The first graph was appended to an Oct. 10, 2010 post at Skeptical Science; and the second was taken from the May 2013 report, WMO Statement on the Status of the Global Climate in 2012.

Contextualizing the Numbers

A conservative GOP representative recently argued that it is “arrogant” to think humans “can somehow change the climate of the whole earth.” It is easier to hold this view when one focuses, as Driessen does, on the dramatically small ratio (ppm) of CO2 to the whole atmosphere. But there are common-sense ways to explain why Americans should be concerned with a problem measured in parts-per-millions and in solutions that may well cost billions to avoid fractions of degrees.

A two-degree change in body temperature can make a very big difference in how one feels and performs. And that’s two degrees Fahrenheit. Others have drawn this analogy, referring to climate change as a “global fever.”

On a much more regular basis, humans also expect parts-per-million concentrations to make palpable differences in their lives. Take, for example, the 65 to 74 year old, non-Hispanic white male “Dismissive” statistically constructed by The Yale Project on Climate Change Communication and its partners. Perhaps he’s a bit pudgy around the middle and feeling more than a touch of arthritis. After being swallowed into his 200-pound body, a 200-milligram capsule of Celebrex becomes 2.2 parts active ingredient per 1 million parts pain-relieved human.

One can respond to Jenkin’s and Lomborg’s claims about efforts to mitigate climate change in a similar fashion. Neither spells out all the factors that go into their calculations — and these should never be accepted without critical review — but simply by considering U.S. and EU populations as shares of the global population one can provide some context for their results.

U.S. population is just under 5 percent of global population. On a per capita basis, then, one would expect the U.S. to solve roughly 5 percent of the problem.
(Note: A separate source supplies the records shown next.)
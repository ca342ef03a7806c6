use std::collections::HashMap;

use crate::{ClassItem, GroupKind, MatchOptions, Node};

/// Capture spans recorded during a successful anchored match.
#[derive(Debug, Clone)]
pub struct Captures<'a> {
    input: &'a str,
    /// byte spans, 1-based group index at `spans[index - 1]`
    spans: Vec<Option<(usize, usize)>>,
    names: HashMap<String, usize>,
}

impl<'a> Captures<'a> {
    pub(crate) fn new(
        input: &'a str,
        char_spans: Vec<Option<(usize, usize)>>,
        names: &HashMap<String, usize>,
    ) -> Self {
        // matcher spans are char-indexed; convert to byte offsets once
        let mut byte_at: Vec<usize> = Vec::with_capacity(input.len() + 1);
        for (byte, _) in input.char_indices() {
            byte_at.push(byte);
        }
        byte_at.push(input.len());
        let spans = char_spans
            .into_iter()
            .map(|span| span.map(|(s, e)| (byte_at[s], byte_at[e])))
            .collect();
        Self {
            input,
            spans,
            names: names.clone(),
        }
    }

    /// Whole matched input (`$&`).
    pub fn full(&self) -> &'a str {
        self.input
    }

    /// 1-based numbered group (`$1`, `$2`, …).
    pub fn get(&self, index: usize) -> Option<&'a str> {
        let (start, end) = (*self.spans.get(index.checked_sub(1)?)?)?;
        Some(&self.input[start..end])
    }

    /// Named group (`$<name>`).
    pub fn name(&self, name: &str) -> Option<&'a str> {
        self.get(*self.names.get(name)?)
    }

    /// Substitutes `$<name>`, `$1`…, `$&`, and `$$` in `template`.
    /// Unresolvable references expand to the empty string.
    pub fn expand(&self, template: &str) -> String {
        let chars: Vec<char> = template.chars().collect();
        let mut out = String::new();
        let mut i = 0;
        while i < chars.len() {
            if chars[i] != '$' || i + 1 >= chars.len() {
                out.push(chars[i]);
                i += 1;
                continue;
            }
            match chars[i + 1] {
                '$' => {
                    out.push('$');
                    i += 2;
                }
                '&' => {
                    out.push_str(self.full());
                    i += 2;
                }
                '<' => {
                    let mut j = i + 2;
                    while j < chars.len() && chars[j] != '>' {
                        j += 1;
                    }
                    if j < chars.len() {
                        let name: String = chars[i + 2..j].iter().collect();
                        if let Some(value) = self.name(&name) {
                            out.push_str(value);
                        }
                        i = j + 1;
                    } else {
                        out.push('$');
                        i += 1;
                    }
                }
                c if c.is_ascii_digit() => {
                    let mut j = i + 1;
                    while j < chars.len() && chars[j].is_ascii_digit() {
                        j += 1;
                    }
                    let index: usize = chars[i + 1..j]
                        .iter()
                        .collect::<String>()
                        .parse()
                        .unwrap_or(0);
                    if let Some(value) = self.get(index) {
                        out.push_str(value);
                    }
                    i = j;
                }
                _ => {
                    out.push('$');
                    i += 1;
                }
            }
        }
        out
    }
}

struct Cx<'i> {
    input: &'i [char],
    opts: MatchOptions,
}

struct Caps {
    spans: Vec<Option<(usize, usize)>>,
    starts: Vec<usize>,
}

type Snapshot = (Vec<Option<(usize, usize)>>, Vec<usize>);

#[derive(Clone, Copy)]
enum Step<'p> {
    Nodes(&'p [Node]),
    /// close capture group at current position
    End(usize),
    /// decide whether to re-enter a `*(…)`/`+(…)` group; the second field
    /// is the position this iteration started at (progress guard)
    Again(&'p Node, usize),
}

struct Cont<'a, 'p> {
    step: Step<'p>,
    next: Option<&'a Cont<'a, 'p>>,
}

/// Anchored match; on success returns per-group char spans (1-based group
/// `i` at element `i - 1`).
pub(crate) fn matches(
    nodes: &[Node],
    candidate: &str,
    opts: MatchOptions,
    capture_count: usize,
) -> Option<Vec<Option<(usize, usize)>>> {
    let input: Vec<char> = candidate.chars().collect();
    let cx = Cx {
        input: &input,
        opts,
    };
    let mut caps = Caps {
        spans: vec![None; capture_count],
        starts: vec![0; capture_count],
    };
    if run(&cx, Step::Nodes(nodes), None, 0, &mut caps) {
        Some(caps.spans)
    } else {
        None
    }
}

fn segment_start(input: &[char], pos: usize) -> bool {
    pos == 0 || input[pos - 1] == '/'
}

/// Dot rule: a wildcard may not match `.` at a segment start.
fn wildcard_blocked(cx: &Cx, pos: usize) -> bool {
    cx.opts.require_literal_leading_dot
        && pos < cx.input.len()
        && cx.input[pos] == '.'
        && segment_start(cx.input, pos)
}

fn continue_with<'p>(
    cx: &Cx,
    cont: Option<&Cont<'_, 'p>>,
    pos: usize,
    caps: &mut Caps,
) -> bool {
    match cont {
        Some(c) => run(cx, c.step, c.next, pos, caps),
        None => pos == cx.input.len(),
    }
}

fn save(caps: &Caps) -> Snapshot {
    (caps.spans.clone(), caps.starts.clone())
}

fn restore(caps: &mut Caps, saved: Snapshot) {
    caps.spans = saved.0;
    caps.starts = saved.1;
}

fn run<'p>(
    cx: &Cx,
    step: Step<'p>,
    cont: Option<&Cont<'_, 'p>>,
    pos: usize,
    caps: &mut Caps,
) -> bool {
    match step {
        Step::End(index) => {
            caps.spans[index - 1] = Some((caps.starts[index - 1], pos));
            continue_with(cx, cont, pos, caps)
        }
        Step::Again(node, entry) => {
            let Node::Group {
                branches, index, ..
            } = node
            else {
                unreachable!("Again step always carries a group node");
            };
            // greedy: another iteration first, provided the last one consumed
            if pos > entry {
                let again = Cont {
                    step: Step::Again(node, pos),
                    next: cont,
                };
                for branch in branches {
                    let saved = save(caps);
                    if run(cx, Step::Nodes(branch), Some(&again), pos, caps) {
                        return true;
                    }
                    restore(caps, saved);
                }
            }
            caps.spans[*index - 1] = Some((caps.starts[*index - 1], pos));
            continue_with(cx, cont, pos, caps)
        }
        Step::Nodes(nodes) => {
            let Some((first, rest)) = nodes.split_first() else {
                return continue_with(cx, cont, pos, caps);
            };
            match first {
                Node::Lit(lit) => {
                    let mut p = pos;
                    for ch in lit.chars() {
                        if cx.input.get(p) != Some(&ch) {
                            return false;
                        }
                        p += 1;
                    }
                    run(cx, Step::Nodes(rest), cont, p, caps)
                }
                Node::Any => {
                    if pos >= cx.input.len() || cx.input[pos] == '/' || wildcard_blocked(cx, pos)
                    {
                        return false;
                    }
                    run(cx, Step::Nodes(rest), cont, pos + 1, caps)
                }
                Node::Class { negated, items } => {
                    if pos >= cx.input.len() || cx.input[pos] == '/' || wildcard_blocked(cx, pos)
                    {
                        return false;
                    }
                    let c = cx.input[pos];
                    let hit = items.iter().any(|item| match item {
                        ClassItem::Ch(ch) => *ch == c,
                        ClassItem::Range(lo, hi) => *lo <= c && c <= *hi,
                    });
                    if hit == *negated {
                        return false;
                    }
                    run(cx, Step::Nodes(rest), cont, pos + 1, caps)
                }
                Node::Star => {
                    let limit = if wildcard_blocked(cx, pos) {
                        0
                    } else {
                        cx.input[pos..].iter().take_while(|c| **c != '/').count()
                    };
                    for n in (0..=limit).rev() {
                        if run(cx, Step::Nodes(rest), cont, pos + n, caps) {
                            return true;
                        }
                    }
                    false
                }
                Node::Globstar => {
                    // may cross segments, but never consumes a segment-leading dot
                    let mut limit = 0;
                    while pos + limit < cx.input.len() {
                        if wildcard_blocked(cx, pos + limit) {
                            break;
                        }
                        limit += 1;
                    }
                    for n in (0..=limit).rev() {
                        if run(cx, Step::Nodes(rest), cont, pos + n, caps) {
                            return true;
                        }
                    }
                    false
                }
                Node::Alt(branches) => {
                    let tail = Cont {
                        step: Step::Nodes(rest),
                        next: cont,
                    };
                    for branch in branches {
                        let saved = save(caps);
                        if run(cx, Step::Nodes(branch), Some(&tail), pos, caps) {
                            return true;
                        }
                        restore(caps, saved);
                    }
                    false
                }
                Node::Group {
                    kind,
                    branches,
                    index,
                    ..
                } => {
                    caps.starts[*index - 1] = pos;
                    let tail = Cont {
                        step: Step::Nodes(rest),
                        next: cont,
                    };
                    match kind {
                        GroupKind::Exact | GroupKind::ZeroOrOne => {
                            let close = Cont {
                                step: Step::End(*index),
                                next: Some(&tail),
                            };
                            for branch in branches {
                                let saved = save(caps);
                                if run(cx, Step::Nodes(branch), Some(&close), pos, caps) {
                                    return true;
                                }
                                restore(caps, saved);
                            }
                            if *kind == GroupKind::ZeroOrOne {
                                caps.spans[*index - 1] = None;
                                return run(cx, Step::Nodes(rest), cont, pos, caps);
                            }
                            false
                        }
                        GroupKind::ZeroOrMore | GroupKind::OneOrMore => {
                            let again = Cont {
                                step: Step::Again(first, pos),
                                next: Some(&tail),
                            };
                            for branch in branches {
                                let saved = save(caps);
                                if run(cx, Step::Nodes(branch), Some(&again), pos, caps) {
                                    return true;
                                }
                                restore(caps, saved);
                            }
                            if *kind == GroupKind::ZeroOrMore {
                                caps.spans[*index - 1] = None;
                                return run(cx, Step::Nodes(rest), cont, pos, caps);
                            }
                            false
                        }
                        GroupKind::Not => {
                            // any span within the segment not matched by a branch
                            let limit = if wildcard_blocked(cx, pos) {
                                0
                            } else {
                                cx.input[pos..].iter().take_while(|c| **c != '/').count()
                            };
                            for n in (0..=limit).rev() {
                                let span: String = cx.input[pos..pos + n].iter().collect();
                                if branches.iter().any(|b| standalone(b, &span)) {
                                    continue;
                                }
                                let saved = save(caps);
                                caps.spans[*index - 1] = Some((pos, pos + n));
                                if run(cx, Step::Nodes(rest), cont, pos + n, caps) {
                                    return true;
                                }
                                restore(caps, saved);
                            }
                            false
                        }
                    }
                }
            }
        }
    }
}

/// Standalone anchored match used to test `!(…)` branch exclusion; captures
/// inside the excluded branches are not recorded.
fn standalone(nodes: &[Node], span: &str) -> bool {
    matches(nodes, span, MatchOptions::default(), max_group_index(nodes)).is_some()
}

// Group indices are numbered across the whole pattern, so the span table for
// a subtree match must be sized to the largest index it can touch.
fn max_group_index(nodes: &[Node]) -> usize {
    let mut acc = 0;
    fn visit(nodes: &[Node], acc: &mut usize) {
        for node in nodes {
            match node {
                Node::Alt(branches) => {
                    for b in branches {
                        visit(b, acc);
                    }
                }
                Node::Group {
                    branches, index, ..
                } => {
                    *acc = (*acc).max(*index);
                    for b in branches {
                        visit(b, acc);
                    }
                }
                _ => {}
            }
        }
    }
    visit(nodes, &mut acc);
    acc
}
If the goal is to keep global temperature increases at or below 2C rather than 4C (i.e. to prevent two additional degrees of warming), then the U.S. per capita share would be .1 degree (.05 x 2). The .3 degree decrease dismissed by Jenkins would exceed that share, even if it must still be converted to Celsius (.3 ÷ 1.8 = .16).

The calculations for the EU are similar, but the results are farther from the mark. With a collective population about 50 percent larger than that of the U.S., the EU’s share of global population is 7 percent, and so its per capita share of a 2C target would be .14C, a figure considerably larger than the .05C Tol calculated for the net result of that particular EU policy.

As for the cost, considered in isolation it seems far too high. Compare it with other EU expenditures, such as the €200B the EU countries spend on their militaries, and it no longer seems so outlandish. As a percentage of EU GDP, €200B comes to just 1.5 percent.

Even if undertaken together, these measures would solve a small fraction of the world’s CO2 problem. Clearly the biggest reductions in future emissions will have to be achieved by the countries where the other 88 percent of the world’s peoples live. But unless the EU and U.S. decisively reduce their emissions first, developing countries are unlikely to set the necessary goals.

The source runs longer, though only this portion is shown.